* **Task details**
Give the records again, every one, exactly.

(Stored data)

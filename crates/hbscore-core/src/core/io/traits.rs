use crate::core::models::system::MolecularSystem;
use std::error::Error;
use std::fs::File;
use std::io::{self, BufRead, BufReader};
use std::path::Path;

/// Defines the interface for reading molecular structure file formats.
///
/// Implementors handle format-specific parsing; the structure is returned
/// without hydrogen-bond chemistry, which the chemistry registry assigns.
pub trait MolecularFile {
    /// The type of metadata associated with the file format.
    type Metadata;

    /// The error type for I/O operations.
    type Error: Error + From<io::Error>;

    /// Reads a molecular system from a buffered reader.
    ///
    /// # Errors
    ///
    /// Returns an error if parsing fails or I/O operations encounter issues.
    fn read_from(
        reader: &mut impl BufRead,
    ) -> Result<(MolecularSystem, Self::Metadata), Self::Error>;

    /// Reads a molecular system from a file path.
    ///
    /// # Errors
    ///
    /// Returns an error if the file cannot be opened or parsing fails.
    fn read_from_path<P: AsRef<Path>>(
        path: P,
    ) -> Result<(MolecularSystem, Self::Metadata), Self::Error> {
        let file = File::open(path)?;
        let mut reader = BufReader::new(file);
        Self::read_from(&mut reader)
    }
}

* **Written answer**
filename crates/hbscore-core/src/core/io/traits.rs
use crate::core::models::system::MolecularSystem;
use std::error::Error;
use std::fs::File;
use std::io::{self, BufRead, BufReader};
use std::path::Path;

/// Defines the interface for reading molecular structure file formats.
///
/// Implementors handle format-specific parsing; the structure is returned
/// without hydrogen-bond chemistry, which the chemistry registry assigns.
pub trait MolecularFile {
    /// The type of metadata associated with the file format.
    type Metadata;

    /// The error type for I/O operations.
    type Error: Error + From<io::Error>;

    /// Reads a molecular system from a buffered reader.
    ///
    /// # Errors
    ///
    /// Returns an error if parsing fails or I/O operations encounter issues.
    fn read_from(
        reader: &mut impl BufRead,
    ) -> Result<(MolecularSystem, Self::Metadata), Self::Error>;

    /// Reads a molecular system from a file path.
    ///
    /// # Errors
    ///
    /// Returns an error if the file cannot be opened or parsing fails.
    fn read_from_path<P: AsRef<Path>>(
        path: P,
    ) -> Result<(MolecularSystem, Self::Metadata), Self::Error> {
        let file = File::open(path)?;
        let mut reader = BufReader::new(file);
        Self::read_from(&mut reader)
    }
}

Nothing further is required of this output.